O Jorge me diz que sagrado é o que dá sentido à vida. E mais, ele entende que a vida por si só não é sagrada se perder seu sentido. E o que dá sentido à vida? Para ele, é amar alguém mais do que você ama a si mesmo. Me arrisco a traduzir assim o raciocínio de meu amigo: o amor verdadeiro é sagrado.

Aí se coloca uma questão importante: para o mesmo Jorge, uma pessoa doente, em coma ou com uma doença que lhe tira a consciência, como o Alzheimer, não está vivendo mais. O sagrado se perdeu. Por outro lado (e agora o raciocínio é meu), pode ser que o amor que alguém tem por aquele doente seja tão grande que sobreviva à limitação do doente. E aí o amor (aquele amor que é maior que o amor por si próprio) justifica a vida do doente, devolve-lhe o caráter sagrado.
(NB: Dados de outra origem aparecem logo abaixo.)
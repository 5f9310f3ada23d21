// Licensed to the Apache Software Foundation (ASF) under one
// or more contributor license agreements.  See the NOTICE file
// distributed with this work for additional information
// regarding copyright ownership.  The ASF licenses this file
// to you under the Apache License, Version 2.0 (the
// "License"); you may not use this file except in compliance
// with the License.  You may obtain a copy of the License at
//
//   http://www.apache.org/licenses/LICENSE-2.0
//
// Unless required by applicable law or agreed to in writing,
// software distributed under the License is distributed on an
// "AS IS" BASIS, WITHOUT WARRANTIES OR CONDITIONS OF ANY
// KIND, either express or implied.  See the License for the
// specific language governing permissions and limitations
// under the License.

use crate::{Context, Result};
use bytes::Bytes;
use std::fmt::Debug;

/// SigningCredential is the trait used by signer as the signing credential.
pub trait SigningCredential: Clone + Debug + Send + Sync + Unpin + 'static {
    /// Check if the credential is still usable for signing.
    fn is_valid(&self) -> bool;
}

impl<T: SigningCredential> SigningCredential for Option<T> {
    fn is_valid(&self) -> bool {
        let Some(cred) = self else {
            return false;
        };

        cred.is_valid()
    }
}

/// ProvideCredential is the trait used by signer to load the credential.
///
/// Providers return `Ok(None)` when their source holds no credential, so that
/// they can be chained.
#[async_trait::async_trait]
pub trait ProvideCredential: Debug + Send + Sync + Unpin + 'static {
    /// Credential returned by this provider.
    type Credential: Send + Sync + Unpin + 'static;

    /// Load the credential from its source.
    async fn provide_credential(&self, ctx: &Context) -> Result<Option<Self::Credential>>;
}

/// SignRequest is the trait used by signer to sign an outgoing request.
#[async_trait::async_trait]
pub trait SignRequest: Debug + Send + Sync + Unpin + 'static {
    /// Credential used by this signer.
    type Credential: Send + Sync + Unpin + 'static;

    /// Sign the request in place.
    ///
    /// ## Region
    ///
    /// The endpoint decides which region the signature is scoped to, so it is
    /// passed per request instead of being fixed at construction.
    ///
    /// ## Credential
    ///
    /// Implementations must fail with [`crate::ErrorKind::Signing`] when no
    /// credential is available rather than sending an unsigned request.
    async fn sign_request(
        &self,
        ctx: &Context,
        req: &mut http::Request<Bytes>,
        region: &str,
        credential: Option<&Self::Credential>,
    ) -> Result<()>;
}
Você deve ter notado que nessas abordagens muito pessoais não apareceu uma interpretação religiosa do sagrado. O que torna a conversa mais rica. Porque o sagrado das religiões é muito poderoso e não está aí para ser discutido. Não estou ignorando-o, até porque seria impossível ignorar a fé quando se fala em sagrado. Mas me interessa a discussão, me interessa o mergulho na intimidade que a pergunta "o que é sagrado para você?" me permite dar.

O Rogério, que citou religião, comprova a tese. Ele diz que não classifica nada como sagrado porque reserva a palavra para seu campo original, o da fé.

"Resposta chata?" – ele pergunta.

Não, resposta válida, eu respondo, ainda que feche a fresta da janela que usei para espiar a natureza humana.